*What you need to do*.
Your answer must contain each line of the listing in which "responsible" appears, copied in full.

*Extracted information*.
■ ■ ■ ■

//! SQLite schema for the scan tables.
//!
//! All CREATE TABLE statements live here.

use crate::error::Result;
use crate::sqlite::SqliteScanStore;
use tracing::info;

impl SqliteScanStore {
    /// Ensure all tables exist.
    pub(crate) async fn ensure_schema(&self) -> Result<()> {
        // One row per barcode
        sqlx::query(
            r#"CREATE TABLE IF NOT EXISTS scans (
                id INTEGER PRIMARY KEY AUTOINCREMENT,
                barcode TEXT NOT NULL UNIQUE,
                quantity INTEGER NOT NULL DEFAULT 0 CHECK (quantity >= 0),
                first_scan INTEGER NOT NULL,
                last_scan INTEGER NOT NULL,
                responsible TEXT NOT NULL
            )"#,
        )
        .execute(&self.pool)
        .await?;

        // Append-only movement log
        sqlx::query(
            r#"CREATE TABLE IF NOT EXISTS scan_logs (
                id INTEGER PRIMARY KEY AUTOINCREMENT,
                scan_id INTEGER NOT NULL REFERENCES scans(id),
                barcode TEXT NOT NULL,
                delta INTEGER NOT NULL,
                quantity_after INTEGER NOT NULL,
                actor_name TEXT NOT NULL,
                created_at INTEGER NOT NULL
            )"#,
        )
        .execute(&self.pool)
        .await?;

        sqlx::query("CREATE INDEX IF NOT EXISTS idx_scans_last_scan ON scans(last_scan)")
            .execute(&self.pool)
            .await?;
        sqlx::query(
            "CREATE INDEX IF NOT EXISTS idx_scan_logs_barcode ON scan_logs(barcode, created_at)",
        )
        .execute(&self.pool)
        .await?;

        info!("Scan schema verified");
        Ok(())
    }
}
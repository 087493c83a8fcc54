//! Scan command - record one scan from the terminal

use crate::cli::error::HelpfulError;
use crate::cli::output::{format_number, format_timestamp, print_json};
use crate::cli::with_service;
use scantrack_server::{ScanRequest, StoreArgs};

#[derive(Debug)]
pub struct ScanArgs {
    pub barcode: String,
    pub responsible: String,
    pub increment: i64,
    pub json: bool,
}

pub fn run(store: StoreArgs, args: ScanArgs) -> anyhow::Result<()> {
    let request = ScanRequest::new(args.barcode, args.responsible).with_increment(args.increment);
    let record = with_service(&store, |service| async move {
        service
            .record_scan(request)
            .await
            .map_err(|e| anyhow::Error::from(HelpfulError::from(e)))
    })?;

    if args.json {
        return print_json(&record);
    }

    println!(
        "{}  quantity {}  by {}  at {}",
        record.barcode,
        format_number(record.quantity),
        record.responsible,
        format_timestamp(record.last_scan)
    );
    Ok(())
}
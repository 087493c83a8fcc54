//! Storage layer for Scantrack
//!
//! Every interface (HTTP server, CLI) goes through the [`ScanStore`] trait.
//! Two backends implement it:
//!
//! - [`SqliteScanStore`]: SQLite via sqlx (default)
//! - [`JsonFileScanStore`]: a single JSON document on disk
//!
//! # Usage
//!
//! ```rust,ignore
//! use scantrack_db::{ScanStore, ScanUpdate, SqliteScanStore};
//!
//! let store = SqliteScanStore::open("~/.scantrack/scantrack.sqlite3").await?;
//! let update = ScanUpdate { barcode: "ABC123".into(), responsible: "Alice".into(), delta: 1 };
//! let record = store.apply_scan(&update, chrono::Utc::now()).await?;
//! ```

mod error;
mod json_file;
mod schema;
mod sqlite;
mod types;

pub use error::{Result, StoreError};
pub use json_file::JsonFileScanStore;
pub use sqlite::SqliteScanStore;
pub use types::*;

use async_trait::async_trait;
use chrono::{DateTime, Utc};

/// Upper bound on log entries returned for one barcode.
pub const MAX_LOG_ENTRIES: usize = 50;

/// Persistence for scan counters and their movement log.
///
/// Counter updates and log appends are separate calls; a caller that needs
/// both issues them one after the other with no transaction spanning them.
#[async_trait]
pub trait ScanStore: Send + Sync {
    /// Short name used in logs ("sqlite", "json-file").
    fn backend_tag(&self) -> &'static str;

    /// Cheap reachability check.
    async fn ping(&self) -> Result<()>;

    /// Apply a signed change to a barcode's counter.
    ///
    /// Existing records get `max(0, quantity + delta)`. Unknown barcodes are
    /// created with `quantity = delta` when `delta > 0`; otherwise nothing is
    /// written and `None` is returned.
    async fn apply_scan(&self, update: &ScanUpdate, now: DateTime<Utc>)
        -> Result<Option<ScanRecord>>;

    /// Append a movement-log entry.
    async fn append_log(&self, entry: &NewLogEntry) -> Result<ScanLogEntry>;

    async fn get_record(&self, barcode: &str) -> Result<Option<ScanRecord>>;

    /// All records, most recently scanned first.
    async fn list_records(&self) -> Result<Vec<ScanRecord>>;

    /// Newest-first log entries for `barcode`, at most `limit` (capped at
    /// [`MAX_LOG_ENTRIES`]).
    async fn list_logs(&self, barcode: &str, limit: usize) -> Result<Vec<ScanLogEntry>>;

    async fn totals(&self) -> Result<ScanTotals>;
}

/// Clamp a requested page size to `1..=MAX_LOG_ENTRIES`.
pub fn clamp_log_limit(limit: usize) -> usize {
    limit.clamp(1, MAX_LOG_ENTRIES)
}

/// Convert stored milliseconds to DateTime.
pub fn millis_to_datetime(millis: i64) -> Result<DateTime<Utc>> {
    DateTime::from_timestamp_millis(millis).ok_or_else(|| {
        StoreError::invalid_state(format!("Timestamp out of range: {} ms", millis))
    })
}

/// Drop sub-millisecond precision so every backend stores the same instant.
pub fn truncate_to_millis(at: DateTime<Utc>) -> DateTime<Utc> {
    DateTime::from_timestamp_millis(at.timestamp_millis()).unwrap_or(at)
}

#[cfg(test)]
mod tests {
    use super::*;
    use chrono::TimeZone;

    #[test]
    fn log_limit_is_clamped() {
        assert_eq!(clamp_log_limit(0), 1);
        assert_eq!(clamp_log_limit(10), 10);
        assert_eq!(clamp_log_limit(500), MAX_LOG_ENTRIES);
    }

    #[test]
    fn truncation_keeps_milliseconds() {
        let at = Utc.timestamp_opt(1_700_000_000, 123_456_789).unwrap();
        let truncated = truncate_to_millis(at);
        assert_eq!(truncated.timestamp_millis(), at.timestamp_millis());
        assert_eq!(truncated.timestamp_subsec_nanos(), 123_000_000);
    }

    #[test]
    fn out_of_range_millis_are_rejected() {
        let at = millis_to_datetime(1_700_000_000_123).unwrap();
        assert_eq!(at.timestamp_millis(), 1_700_000_000_123);

        let err = millis_to_datetime(i64::MAX).unwrap_err();
        assert!(matches!(err, StoreError::InvalidState(_)));
        assert!(!err.is_unavailable());
    }
}
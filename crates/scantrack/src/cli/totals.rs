//! Totals command - distinct barcodes and summed quantity

use crate::cli::error::HelpfulError;
use crate::cli::output::{format_number, print_json};
use crate::cli::with_service;
use scantrack_server::StoreArgs;

pub fn run(store: StoreArgs, json: bool) -> anyhow::Result<()> {
    let totals = with_service(&store, |service| async move {
        service
            .totals()
            .await
            .map_err(|e| anyhow::Error::from(HelpfulError::from(e)))
    })?;

    if json {
        return print_json(&totals);
    }

    println!("Barcodes:         {}", format_number(totals.total_codes));
    println!(
        "Products scanned: {}",
        format_number(totals.total_products_scanned)
    );
    Ok(())
}
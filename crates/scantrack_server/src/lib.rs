//! Scantrack HTTP service
//!
//! Routes:
//! - `POST /scans` record a scan (`{barcode, responsible, increment?}`)
//! - `GET /scans` every counter, most recent activity first
//! - `GET /scans/logs?barcode=&limit=` movement history, newest first
//! - `GET /scans/totals` distinct barcodes and summed quantity
//! - `GET /healthz` store reachability

pub mod config;
mod error;
mod http;
mod server;
pub mod service;

pub use config::{ServeArgs, StoreArgs, StoreKind, DEFAULT_BIND_ADDR};
pub use error::ScanError;
pub use server::{serve, wait_for_shutdown_signal};
pub use service::{LogQuery, ScanRequest, ScanService};

use axum::middleware;
use axum::routing::get;
use axum::Router;
use std::sync::atomic::AtomicU64;
use std::sync::Arc;

/// Shared state handed to every handler.
#[derive(Clone)]
pub struct AppState {
    pub service: Arc<ScanService>,
    pub(crate) request_id_seed: Arc<AtomicU64>,
}

impl AppState {
    #[must_use]
    pub fn new(service: ScanService) -> Self {
        Self {
            service: Arc::new(service),
            request_id_seed: Arc::new(AtomicU64::new(1)),
        }
    }
}

pub fn build_router(state: AppState) -> Router {
    Router::new()
        .route("/healthz", get(http::handlers::healthz_handler))
        .route(
            "/scans",
            get(http::handlers::list_scans_handler).post(http::handlers::record_scan_handler),
        )
        .route("/scans/logs", get(http::handlers::scan_logs_handler))
        .route("/scans/totals", get(http::handlers::scan_totals_handler))
        .fallback(http::handlers::not_found_handler)
        .layer(middleware::from_fn_with_state(
            state.clone(),
            http::request_tracing::request_tracing_middleware,
        ))
        .with_state(state)
}
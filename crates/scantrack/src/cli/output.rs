//! Output formatting for CLI commands

use chrono::{DateTime, Local, Utc};
use comfy_table::{presets::UTF8_FULL_CONDENSED, Cell, Color, ContentArrangement, Table};
use serde::Serialize;

/// Format a number with thousands separators
///
/// Examples:
/// - 1000 -> "1,000"
/// - -1234567 -> "-1,234,567"
pub fn format_number(n: i64) -> String {
    let digits = n.unsigned_abs().to_string();
    let mut out = String::with_capacity(digits.len() + digits.len() / 3 + 1);
    for (i, c) in digits.chars().enumerate() {
        if i > 0 && (digits.len() - i) % 3 == 0 {
            out.push(',');
        }
        out.push(c);
    }
    if n < 0 {
        format!("-{}", out)
    } else {
        out
    }
}

/// Format a delta with an explicit sign: "+1", "-3"
pub fn format_number_signed(n: i64) -> String {
    if n > 0 {
        format!("+{}", format_number(n))
    } else {
        format_number(n)
    }
}

/// Format a UTC timestamp in the local timezone
pub fn format_timestamp(ts: DateTime<Utc>) -> String {
    let local: DateTime<Local> = ts.into();
    local.format("%Y-%m-%d %H:%M:%S").to_string()
}

pub fn delta_color(delta: i64) -> Option<Color> {
    match delta {
        d if d > 0 => Some(Color::Green),
        d if d < 0 => Some(Color::Red),
        _ => None,
    }
}

/// Print a table with headers and rows
pub fn print_table(headers: &[&str], rows: Vec<Vec<String>>) {
    let rows = rows
        .into_iter()
        .map(|row| row.into_iter().map(|text| (text, None)).collect())
        .collect();
    print_table_colored(headers, rows);
}

/// Print a table with custom column colors
pub fn print_table_colored(headers: &[&str], rows: Vec<Vec<(String, Option<Color>)>>) {
    let mut table = Table::new();
    table
        .load_preset(UTF8_FULL_CONDENSED)
        .set_content_arrangement(ContentArrangement::Dynamic);

    let header_cells: Vec<Cell> = headers
        .iter()
        .map(|h| Cell::new(h).fg(Color::Cyan))
        .collect();
    table.set_header(header_cells);

    for row in rows {
        let cells: Vec<Cell> = row
            .into_iter()
            .map(|(text, color)| match color {
                Some(c) => Cell::new(text).fg(c),
                None => Cell::new(text),
            })
            .collect();
        table.add_row(cells);
    }

    println!("{}", table);
}

/// Pretty-print any serializable value as JSON on stdout
pub fn print_json<T: Serialize + ?Sized>(value: &T) -> anyhow::Result<()> {
    println!("{}", serde_json::to_string_pretty(value)?);
    Ok(())
}
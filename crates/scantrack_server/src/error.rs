//! Errors surfaced by the scan service and their HTTP mapping.

use axum::http::{HeaderValue, StatusCode};
use axum::response::{IntoResponse, Response};
use axum::Json;
use scantrack_db::StoreError;
use serde_json::json;
use thiserror::Error;
use tracing::error;

#[derive(Debug, Error)]
pub enum ScanError {
    /// Missing or malformed request input
    #[error("{0}")]
    Validation(String),

    /// First scan of a barcode with a zero or negative increment
    #[error("Cannot create new record for {barcode} with a non-positive increment")]
    CannotCreate { barcode: String },

    #[error(transparent)]
    Store(#[from] StoreError),
}

impl ScanError {
    pub fn validation(msg: impl Into<String>) -> Self {
        Self::Validation(msg.into())
    }

    pub fn status(&self) -> StatusCode {
        match self {
            Self::Validation(_) | Self::CannotCreate { .. } => StatusCode::BAD_REQUEST,
            Self::Store(err) if err.is_unavailable() => StatusCode::SERVICE_UNAVAILABLE,
            Self::Store(_) => StatusCode::INTERNAL_SERVER_ERROR,
        }
    }

    /// Message safe to hand back to the caller. Store internals stay in the logs.
    pub fn public_message(&self) -> String {
        match self.status() {
            StatusCode::SERVICE_UNAVAILABLE => "Database not available".to_string(),
            StatusCode::INTERNAL_SERVER_ERROR => "Internal server error".to_string(),
            _ => self.to_string(),
        }
    }
}

impl IntoResponse for ScanError {
    fn into_response(self) -> Response {
        let status = self.status();
        if status.is_server_error() {
            error!(status = status.as_u16(), error = %self, "Request failed");
        }

        let mut resp = (status, Json(json!({ "error": self.public_message() }))).into_response();
        if status == StatusCode::SERVICE_UNAVAILABLE {
            resp.headers_mut()
                .insert("retry-after", HeaderValue::from_static("3"));
        }
        resp
    }
}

■ ■ ■ ■

*Output for this task*.
                responsible TEXT NOT NULL
    pub responsible: String,
    let request = ScanRequest::new(args.barcode, args.responsible).with_increment(args.increment);
        record.responsible,
//! let update = ScanUpdate { barcode: "ABC123".into(), responsible: "Alice".into(), delta: 1 };
//! - `POST /scans` record a scan (`{barcode, responsible, increment?}`)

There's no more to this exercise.